WHAT THE TASK REQUIRES: Your task is to copy each line of the records that includes the string "Unauthorized".

Saved entries:
◇ ◇ ◇ ◇ ◇
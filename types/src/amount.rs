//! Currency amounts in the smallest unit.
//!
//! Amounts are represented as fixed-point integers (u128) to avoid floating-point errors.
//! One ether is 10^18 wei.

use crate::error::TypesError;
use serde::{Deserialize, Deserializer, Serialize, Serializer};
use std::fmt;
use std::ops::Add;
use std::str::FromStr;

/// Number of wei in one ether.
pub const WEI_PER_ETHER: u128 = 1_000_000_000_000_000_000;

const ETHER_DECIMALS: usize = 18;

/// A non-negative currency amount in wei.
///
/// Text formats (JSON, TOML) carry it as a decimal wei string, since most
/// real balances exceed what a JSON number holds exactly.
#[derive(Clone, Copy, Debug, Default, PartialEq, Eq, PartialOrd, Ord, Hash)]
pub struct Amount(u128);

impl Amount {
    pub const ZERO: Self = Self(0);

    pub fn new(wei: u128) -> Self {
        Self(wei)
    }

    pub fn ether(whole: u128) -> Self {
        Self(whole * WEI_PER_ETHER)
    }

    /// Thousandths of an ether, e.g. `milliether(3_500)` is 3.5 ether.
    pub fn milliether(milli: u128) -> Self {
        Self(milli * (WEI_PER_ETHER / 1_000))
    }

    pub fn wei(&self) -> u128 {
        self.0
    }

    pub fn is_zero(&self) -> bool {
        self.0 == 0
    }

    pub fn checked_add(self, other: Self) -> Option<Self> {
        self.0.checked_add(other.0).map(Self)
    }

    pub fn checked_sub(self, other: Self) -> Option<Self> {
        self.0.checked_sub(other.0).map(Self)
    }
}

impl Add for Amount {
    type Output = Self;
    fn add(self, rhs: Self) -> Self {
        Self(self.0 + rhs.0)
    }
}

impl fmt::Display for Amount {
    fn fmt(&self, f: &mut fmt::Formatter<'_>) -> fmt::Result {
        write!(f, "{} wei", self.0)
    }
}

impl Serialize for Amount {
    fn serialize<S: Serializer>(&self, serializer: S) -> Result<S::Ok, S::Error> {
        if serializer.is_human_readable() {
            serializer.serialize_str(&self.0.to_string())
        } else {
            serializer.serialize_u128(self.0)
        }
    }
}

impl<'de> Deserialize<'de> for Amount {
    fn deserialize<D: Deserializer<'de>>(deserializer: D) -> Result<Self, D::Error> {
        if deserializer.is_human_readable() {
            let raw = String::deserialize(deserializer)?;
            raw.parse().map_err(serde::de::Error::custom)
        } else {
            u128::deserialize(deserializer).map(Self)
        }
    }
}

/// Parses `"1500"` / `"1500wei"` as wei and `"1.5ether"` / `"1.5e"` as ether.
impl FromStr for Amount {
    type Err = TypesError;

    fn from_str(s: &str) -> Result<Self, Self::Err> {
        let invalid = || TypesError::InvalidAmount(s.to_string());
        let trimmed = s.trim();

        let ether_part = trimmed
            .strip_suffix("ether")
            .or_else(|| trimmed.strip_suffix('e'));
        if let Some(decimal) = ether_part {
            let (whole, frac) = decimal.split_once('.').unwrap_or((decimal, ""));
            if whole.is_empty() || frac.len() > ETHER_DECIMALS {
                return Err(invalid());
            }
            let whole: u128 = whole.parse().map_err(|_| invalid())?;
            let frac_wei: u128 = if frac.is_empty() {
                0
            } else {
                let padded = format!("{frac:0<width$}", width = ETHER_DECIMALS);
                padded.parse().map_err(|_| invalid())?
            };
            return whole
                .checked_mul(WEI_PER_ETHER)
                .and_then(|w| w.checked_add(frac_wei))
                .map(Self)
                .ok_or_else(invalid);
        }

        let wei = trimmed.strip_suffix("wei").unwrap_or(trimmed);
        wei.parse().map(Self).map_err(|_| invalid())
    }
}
◇ ◇ ◇ ◇ ◇
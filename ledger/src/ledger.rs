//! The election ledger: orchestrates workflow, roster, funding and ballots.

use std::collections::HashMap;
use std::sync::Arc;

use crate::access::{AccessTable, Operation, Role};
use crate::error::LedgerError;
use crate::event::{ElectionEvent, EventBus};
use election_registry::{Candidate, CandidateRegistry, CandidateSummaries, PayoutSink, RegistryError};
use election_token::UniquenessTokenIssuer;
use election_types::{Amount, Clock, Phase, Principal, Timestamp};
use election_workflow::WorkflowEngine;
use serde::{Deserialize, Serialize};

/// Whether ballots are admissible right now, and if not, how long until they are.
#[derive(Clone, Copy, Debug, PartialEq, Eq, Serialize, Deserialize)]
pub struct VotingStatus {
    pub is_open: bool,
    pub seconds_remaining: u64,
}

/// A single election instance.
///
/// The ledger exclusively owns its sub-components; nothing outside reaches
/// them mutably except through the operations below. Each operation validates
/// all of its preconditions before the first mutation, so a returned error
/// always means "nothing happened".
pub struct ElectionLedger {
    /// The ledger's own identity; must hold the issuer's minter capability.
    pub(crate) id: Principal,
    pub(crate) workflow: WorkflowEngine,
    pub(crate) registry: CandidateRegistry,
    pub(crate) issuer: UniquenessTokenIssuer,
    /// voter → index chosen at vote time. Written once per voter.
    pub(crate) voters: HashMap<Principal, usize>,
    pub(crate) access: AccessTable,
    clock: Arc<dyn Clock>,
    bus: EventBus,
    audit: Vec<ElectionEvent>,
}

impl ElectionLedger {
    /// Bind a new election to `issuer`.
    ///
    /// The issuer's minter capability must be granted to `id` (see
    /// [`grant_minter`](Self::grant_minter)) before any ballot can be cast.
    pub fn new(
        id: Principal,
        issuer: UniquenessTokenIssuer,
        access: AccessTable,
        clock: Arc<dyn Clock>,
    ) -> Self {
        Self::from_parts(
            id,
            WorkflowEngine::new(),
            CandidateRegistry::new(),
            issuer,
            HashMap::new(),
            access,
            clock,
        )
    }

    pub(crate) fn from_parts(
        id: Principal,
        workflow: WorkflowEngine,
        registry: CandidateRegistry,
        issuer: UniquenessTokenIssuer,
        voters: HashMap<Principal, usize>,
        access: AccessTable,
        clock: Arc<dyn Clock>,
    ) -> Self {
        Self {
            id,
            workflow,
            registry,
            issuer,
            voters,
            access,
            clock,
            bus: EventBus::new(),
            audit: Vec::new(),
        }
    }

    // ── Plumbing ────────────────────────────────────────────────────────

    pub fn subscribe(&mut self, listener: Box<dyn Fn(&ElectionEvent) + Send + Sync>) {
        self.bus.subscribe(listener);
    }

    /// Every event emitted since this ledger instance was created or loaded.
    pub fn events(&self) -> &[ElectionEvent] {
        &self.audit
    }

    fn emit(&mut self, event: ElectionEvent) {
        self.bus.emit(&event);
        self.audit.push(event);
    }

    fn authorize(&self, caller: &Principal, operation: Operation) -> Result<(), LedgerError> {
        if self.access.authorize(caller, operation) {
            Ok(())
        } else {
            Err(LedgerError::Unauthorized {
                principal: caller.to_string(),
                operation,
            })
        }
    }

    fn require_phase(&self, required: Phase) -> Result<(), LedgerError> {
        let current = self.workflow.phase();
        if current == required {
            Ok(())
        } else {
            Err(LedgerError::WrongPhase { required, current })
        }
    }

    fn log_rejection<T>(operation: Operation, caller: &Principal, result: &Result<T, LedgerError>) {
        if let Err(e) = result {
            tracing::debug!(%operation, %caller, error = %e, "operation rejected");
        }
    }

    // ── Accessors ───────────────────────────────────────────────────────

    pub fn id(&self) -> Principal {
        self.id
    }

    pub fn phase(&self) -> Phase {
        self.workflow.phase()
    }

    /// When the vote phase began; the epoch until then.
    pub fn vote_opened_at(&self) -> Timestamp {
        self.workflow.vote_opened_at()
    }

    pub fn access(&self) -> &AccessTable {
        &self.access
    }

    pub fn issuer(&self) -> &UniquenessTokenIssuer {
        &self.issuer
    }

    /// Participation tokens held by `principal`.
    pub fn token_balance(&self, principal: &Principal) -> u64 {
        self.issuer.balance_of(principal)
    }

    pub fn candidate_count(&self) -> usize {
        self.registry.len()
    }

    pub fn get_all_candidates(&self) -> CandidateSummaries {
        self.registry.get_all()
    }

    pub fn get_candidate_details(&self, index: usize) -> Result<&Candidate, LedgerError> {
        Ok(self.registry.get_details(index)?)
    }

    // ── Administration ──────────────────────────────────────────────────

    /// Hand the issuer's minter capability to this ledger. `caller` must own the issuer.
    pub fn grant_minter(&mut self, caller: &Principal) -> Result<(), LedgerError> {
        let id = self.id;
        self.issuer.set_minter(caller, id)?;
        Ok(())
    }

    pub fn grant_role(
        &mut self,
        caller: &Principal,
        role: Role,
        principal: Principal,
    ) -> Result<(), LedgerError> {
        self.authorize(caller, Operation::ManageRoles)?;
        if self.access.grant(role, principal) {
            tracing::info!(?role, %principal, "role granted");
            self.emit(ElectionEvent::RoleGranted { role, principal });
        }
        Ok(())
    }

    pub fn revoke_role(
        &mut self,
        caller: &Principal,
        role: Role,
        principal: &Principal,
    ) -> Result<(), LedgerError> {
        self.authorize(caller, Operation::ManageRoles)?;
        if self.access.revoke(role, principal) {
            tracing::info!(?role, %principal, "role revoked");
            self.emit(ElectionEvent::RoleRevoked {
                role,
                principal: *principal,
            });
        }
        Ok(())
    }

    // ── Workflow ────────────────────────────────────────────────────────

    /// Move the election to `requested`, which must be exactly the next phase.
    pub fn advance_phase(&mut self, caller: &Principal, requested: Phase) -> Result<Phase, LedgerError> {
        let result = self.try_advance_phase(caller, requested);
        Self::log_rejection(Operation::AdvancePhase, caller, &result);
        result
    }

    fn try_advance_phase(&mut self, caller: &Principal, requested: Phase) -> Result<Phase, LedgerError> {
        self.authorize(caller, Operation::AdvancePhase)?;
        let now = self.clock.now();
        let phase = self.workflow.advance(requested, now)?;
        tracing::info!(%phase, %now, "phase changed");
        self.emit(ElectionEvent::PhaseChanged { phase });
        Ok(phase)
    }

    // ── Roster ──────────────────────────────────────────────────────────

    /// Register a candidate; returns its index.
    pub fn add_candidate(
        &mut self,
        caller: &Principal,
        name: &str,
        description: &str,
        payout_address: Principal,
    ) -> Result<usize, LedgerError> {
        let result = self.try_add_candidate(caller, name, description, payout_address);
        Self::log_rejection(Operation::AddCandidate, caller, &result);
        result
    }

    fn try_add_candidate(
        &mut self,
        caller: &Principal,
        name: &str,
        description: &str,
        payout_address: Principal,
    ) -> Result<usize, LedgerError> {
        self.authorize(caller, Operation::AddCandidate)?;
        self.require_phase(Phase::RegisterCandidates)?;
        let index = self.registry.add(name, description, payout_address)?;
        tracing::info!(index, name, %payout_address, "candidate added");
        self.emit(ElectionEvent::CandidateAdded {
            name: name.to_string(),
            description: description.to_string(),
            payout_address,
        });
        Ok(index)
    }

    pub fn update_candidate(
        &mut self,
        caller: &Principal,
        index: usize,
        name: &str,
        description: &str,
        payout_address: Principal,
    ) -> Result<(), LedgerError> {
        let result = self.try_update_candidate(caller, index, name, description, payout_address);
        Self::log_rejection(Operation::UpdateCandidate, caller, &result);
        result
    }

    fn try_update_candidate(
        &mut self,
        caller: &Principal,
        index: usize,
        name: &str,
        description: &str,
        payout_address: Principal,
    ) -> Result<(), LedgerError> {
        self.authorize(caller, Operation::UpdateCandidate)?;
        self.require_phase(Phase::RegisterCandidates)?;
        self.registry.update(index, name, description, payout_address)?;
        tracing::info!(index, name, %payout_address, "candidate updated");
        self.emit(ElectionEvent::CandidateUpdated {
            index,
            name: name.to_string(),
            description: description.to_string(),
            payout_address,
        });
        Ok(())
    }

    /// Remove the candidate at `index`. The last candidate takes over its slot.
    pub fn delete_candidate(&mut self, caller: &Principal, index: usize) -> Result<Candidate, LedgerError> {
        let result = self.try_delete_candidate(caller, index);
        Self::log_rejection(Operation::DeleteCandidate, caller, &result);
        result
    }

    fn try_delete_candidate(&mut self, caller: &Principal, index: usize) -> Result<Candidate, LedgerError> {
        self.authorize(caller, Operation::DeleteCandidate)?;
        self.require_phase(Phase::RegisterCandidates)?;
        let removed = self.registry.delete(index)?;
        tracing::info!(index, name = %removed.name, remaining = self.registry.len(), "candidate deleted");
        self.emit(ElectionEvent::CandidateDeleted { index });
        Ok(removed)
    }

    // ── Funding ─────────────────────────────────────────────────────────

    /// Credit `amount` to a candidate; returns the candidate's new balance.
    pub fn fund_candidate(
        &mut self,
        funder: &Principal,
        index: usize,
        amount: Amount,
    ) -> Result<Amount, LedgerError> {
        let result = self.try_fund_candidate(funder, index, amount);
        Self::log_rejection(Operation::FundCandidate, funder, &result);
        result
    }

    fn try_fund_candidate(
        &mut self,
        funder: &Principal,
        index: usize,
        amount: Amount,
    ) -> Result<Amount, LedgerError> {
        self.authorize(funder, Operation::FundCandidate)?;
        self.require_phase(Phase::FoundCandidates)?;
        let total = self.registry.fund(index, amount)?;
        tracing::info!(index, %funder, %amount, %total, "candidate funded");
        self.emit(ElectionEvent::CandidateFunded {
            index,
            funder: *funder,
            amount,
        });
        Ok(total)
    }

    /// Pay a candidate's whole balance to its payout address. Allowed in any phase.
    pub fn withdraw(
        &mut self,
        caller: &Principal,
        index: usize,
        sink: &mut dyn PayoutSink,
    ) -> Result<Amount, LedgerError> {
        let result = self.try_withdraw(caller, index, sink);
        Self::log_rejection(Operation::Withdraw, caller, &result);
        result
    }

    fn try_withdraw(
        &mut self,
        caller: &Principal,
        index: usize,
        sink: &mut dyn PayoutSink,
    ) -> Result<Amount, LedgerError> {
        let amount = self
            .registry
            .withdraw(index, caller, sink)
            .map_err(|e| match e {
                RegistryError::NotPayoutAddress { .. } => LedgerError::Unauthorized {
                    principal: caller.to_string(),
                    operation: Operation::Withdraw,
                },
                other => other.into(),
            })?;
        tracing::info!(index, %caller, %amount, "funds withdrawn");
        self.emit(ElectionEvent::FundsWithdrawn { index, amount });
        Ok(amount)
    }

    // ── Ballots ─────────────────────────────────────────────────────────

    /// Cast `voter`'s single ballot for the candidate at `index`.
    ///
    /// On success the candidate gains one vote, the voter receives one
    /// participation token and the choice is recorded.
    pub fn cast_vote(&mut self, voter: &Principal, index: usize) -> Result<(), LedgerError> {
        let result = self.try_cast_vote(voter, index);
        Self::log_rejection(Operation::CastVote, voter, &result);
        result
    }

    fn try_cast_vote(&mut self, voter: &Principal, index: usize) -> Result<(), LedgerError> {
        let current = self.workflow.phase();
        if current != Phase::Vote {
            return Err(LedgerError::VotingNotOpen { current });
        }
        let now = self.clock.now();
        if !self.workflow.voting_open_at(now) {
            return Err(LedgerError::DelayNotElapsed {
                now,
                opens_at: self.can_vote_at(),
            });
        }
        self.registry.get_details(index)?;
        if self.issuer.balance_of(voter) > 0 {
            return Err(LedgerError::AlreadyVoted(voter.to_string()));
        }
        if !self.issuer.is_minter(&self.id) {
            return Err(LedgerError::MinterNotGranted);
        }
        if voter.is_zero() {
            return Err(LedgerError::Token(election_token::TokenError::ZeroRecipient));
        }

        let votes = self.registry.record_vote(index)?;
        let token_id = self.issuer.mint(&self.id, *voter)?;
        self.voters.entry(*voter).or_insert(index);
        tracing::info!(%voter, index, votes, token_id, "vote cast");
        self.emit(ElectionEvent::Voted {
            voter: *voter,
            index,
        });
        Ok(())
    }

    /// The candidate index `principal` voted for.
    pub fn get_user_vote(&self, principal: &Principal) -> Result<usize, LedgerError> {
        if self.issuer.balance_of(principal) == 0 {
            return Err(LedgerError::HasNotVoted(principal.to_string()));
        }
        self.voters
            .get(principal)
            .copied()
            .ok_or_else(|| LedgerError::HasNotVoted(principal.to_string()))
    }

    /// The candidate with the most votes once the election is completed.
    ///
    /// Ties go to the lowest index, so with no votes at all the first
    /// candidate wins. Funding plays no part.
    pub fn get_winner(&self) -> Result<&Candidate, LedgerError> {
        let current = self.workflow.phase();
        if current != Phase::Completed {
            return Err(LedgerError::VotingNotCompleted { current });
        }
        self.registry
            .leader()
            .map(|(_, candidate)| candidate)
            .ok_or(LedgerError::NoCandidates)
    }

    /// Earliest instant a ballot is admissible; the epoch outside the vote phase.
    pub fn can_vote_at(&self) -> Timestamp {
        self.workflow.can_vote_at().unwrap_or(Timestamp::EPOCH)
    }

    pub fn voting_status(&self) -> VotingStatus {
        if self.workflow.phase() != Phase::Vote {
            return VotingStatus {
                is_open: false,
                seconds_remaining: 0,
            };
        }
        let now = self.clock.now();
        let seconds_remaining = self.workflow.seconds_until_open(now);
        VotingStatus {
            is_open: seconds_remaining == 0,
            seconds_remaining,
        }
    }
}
◇ ◇ ◇ ◇ ◇
SOLUTION FOR THIS PROBLEM:
            Err(LedgerError::Unauthorized {
                RegistryError::NotPayoutAddress { .. } => LedgerError::Unauthorized {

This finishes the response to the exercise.